Necessário, assim, que a data sirva não só de um momento de confraternização, mas muito mais para ensejar uma pausa à reflexão e tomada de consciência, tornando-se imperioso que se busque identificar as causas para que soluções possam ser encontradas.
Na sociedade ocidental existe um modelo preestabelecido. Ao homem cabe o espaço público e à mulher, o privado, nos limites da família e do lar. Isso enseja a formação de dois mundos: um de dominação, externo, produtor; o outro de submissão, interno e reprodutor. A essa distinção estão associados os papéis ideais de homens e mulheres: ele provendo a família e ela cuidando do lar, cada um desempenhando a sua função. Esses estereótipos são vincados desde muito cedo. As meninas são treinadas para o desempenho da função doméstica, pois recebem de brinquedo somente bonecas, casinhas e panelinhas.
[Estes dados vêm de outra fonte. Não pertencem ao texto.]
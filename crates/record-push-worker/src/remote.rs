//! Remote table endpoint contract and REST client.

use hearth_core::EntityTable;
use serde_json::Value;
use std::future::Future;
use std::sync::Arc;
use thiserror::Error;
use tokio::sync::RwLock;
use tracing::debug;
use uuid::Uuid;

/// Errors from the remote table endpoint.
#[derive(Debug, Error)]
pub enum RemoteError {
    /// Network or transport-level HTTP error.
    #[error("HTTP error: {0}")]
    Http(#[from] reqwest::Error),

    /// The endpoint returned a non-success HTTP status.
    #[error("Remote API error: {status} - {message}")]
    Api {
        /// The HTTP status code.
        status: u16,
        /// The response body, typically containing error details.
        message: String,
    },

    /// JSON serialization failed.
    #[error("JSON error: {0}")]
    Json(#[from] serde_json::Error),

    /// Configuration or initialization error.
    #[error("Configuration error: {0}")]
    Config(String),
}

/// The remote upsert/delete endpoint, table-scoped.
///
/// Implemented for the REST client below and mocked in tests. The push
/// worker is generic over this, so nothing in it touches a socket directly.
pub trait RemoteTableWriter: Send + Sync {
    /// Upsert a batch of rows in one call.
    fn upsert_batch(
        &self,
        table: EntityTable,
        rows: Vec<Value>,
    ) -> impl Future<Output = Result<(), RemoteError>> + Send;

    /// Upsert a single row.
    fn upsert_one(
        &self,
        table: EntityTable,
        row: Value,
    ) -> impl Future<Output = Result<(), RemoteError>> + Send;

    /// Delete a single row by id.
    fn delete_row(
        &self,
        table: EntityTable,
        id: Uuid,
    ) -> impl Future<Output = Result<(), RemoteError>> + Send;
}

/// PostgREST-style table client.
///
/// Upserts POST to `/rest/v1/<table>` with `Prefer:
/// resolution=merge-duplicates`, so whole-row retries keyed on `id` are
/// idempotent server-side.
#[derive(Clone)]
pub struct RestTableClient {
    http: reqwest::Client,
    base_url: String,
    api_key: String,
    access_token: Arc<RwLock<Option<String>>>,
}

impl RestTableClient {
    pub fn new(base_url: impl Into<String>, api_key: impl Into<String>) -> Self {
        Self {
            http: reqwest::Client::new(),
            base_url: base_url.into().trim_end_matches('/').to_string(),
            api_key: api_key.into(),
            access_token: Arc::new(RwLock::new(None)),
        }
    }

    /// Set the bearer token used for subsequent calls (after sign-in or
    /// token refresh).
    pub async fn set_access_token(&self, token: impl Into<String>) {
        let mut guard = self.access_token.write().await;
        *guard = Some(token.into());
    }

    /// Clear the bearer token (sign-out).
    pub async fn clear_access_token(&self) {
        let mut guard = self.access_token.write().await;
        *guard = None;
    }

    fn table_url(&self, table: EntityTable) -> String {
        format!("{}/rest/v1/{}", self.base_url, table.as_str())
    }

    async fn bearer(&self) -> String {
        let guard = self.access_token.read().await;
        guard.clone().unwrap_or_else(|| self.api_key.clone())
    }

    async fn send_upsert(&self, table: EntityTable, body: &Value) -> Result<(), RemoteError> {
        let response = self
            .http
            .post(self.table_url(table))
            .header("apikey", &self.api_key)
            .bearer_auth(self.bearer().await)
            .header("Prefer", "resolution=merge-duplicates")
            .json(body)
            .send()
            .await?;

        let status = response.status();
        if !status.is_success() {
            let message = response.text().await.unwrap_or_default();
            return Err(RemoteError::Api {
                status: status.as_u16(),
                message,
            });
        }
        debug!(table = %table, "Remote upsert succeeded");
        Ok(())
    }
}

impl RemoteTableWriter for RestTableClient {
    async fn upsert_batch(&self, table: EntityTable, rows: Vec<Value>) -> Result<(), RemoteError> {
        self.send_upsert(table, &Value::Array(rows)).await
    }

    async fn upsert_one(&self, table: EntityTable, row: Value) -> Result<(), RemoteError> {
        self.send_upsert(table, &row).await
    }

    async fn delete_row(&self, table: EntityTable, id: Uuid) -> Result<(), RemoteError> {
        let url = format!("{}?id=eq.{}", self.table_url(table), id);
        let response = self
            .http
            .delete(url)
            .header("apikey", &self.api_key)
            .bearer_auth(self.bearer().await)
            .send()
            .await?;

        let status = response.status();
        if !status.is_success() {
            let message = response.text().await.unwrap_or_default();
            return Err(RemoteError::Api {
                status: status.as_u16(),
                message,
            });
        }
        Ok(())
    }
}

#[cfg(test)]
mod tests {
    use super::*;
    use serde_json::json;

    #[test]
    fn table_url_is_table_scoped() {
        let client = RestTableClient::new("https://hearth.example.supabase.co/", "key");
        assert_eq!(
            client.table_url(EntityTable::Tasks),
            "https://hearth.example.supabase.co/rest/v1/tasks"
        );
        assert_eq!(
            client.table_url(EntityTable::Properties),
            "https://hearth.example.supabase.co/rest/v1/properties"
        );
    }

    #[tokio::test]
    async fn bearer_falls_back_to_api_key() {
        let client = RestTableClient::new("https://x.example", "anon-key");
        assert_eq!(client.bearer().await, "anon-key");

        client.set_access_token("jwt-token").await;
        assert_eq!(client.bearer().await, "jwt-token");

        client.clear_access_token().await;
        assert_eq!(client.bearer().await, "anon-key");
    }

    #[tokio::test]
    async fn unreachable_endpoint_yields_http_error() {
        let client = RestTableClient::new("http://127.0.0.1:9", "key");
        let err = client
            .upsert_one(EntityTable::Tasks, json!({ "id": "x" }))
            .await
            .expect_err("expected connect failure");
        assert!(matches!(err, RemoteError::Http(_)));
    }

    #[test]
    fn api_error_display_includes_status() {
        let err = RemoteError::Api {
            status: 403,
            message: "row-level security".to_string(),
        };
        assert_eq!(err.to_string(), "Remote API error: 403 - row-level security");
    }
}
Aos meninos é reservado um mundo exterior, pois brincam com bolas, carrinhos e aviões.
Os padrões de comportamento instituídos distintamente para homens e mulheres levam à geração de um verdadeiro código de honra. A sociedade outorga ao macho um papel paternalista, exigindo uma postura de submissão da fêmea. As mulheres acabam recebendo uma educação diferenciada, pois necessitam ser mais controladas, mais limitadas em suas aspirações e desejos. Por isso o tabu da virgindade, a restrição ao exercício da sexualidade e a sacralização da maternidade. Ambos os universos, ativo e passivo, distanciados mas dependentes entre si, buscam manter a bipolaridade bem definida, sendo que ao autoritarismo corresponde o modelo de submissão.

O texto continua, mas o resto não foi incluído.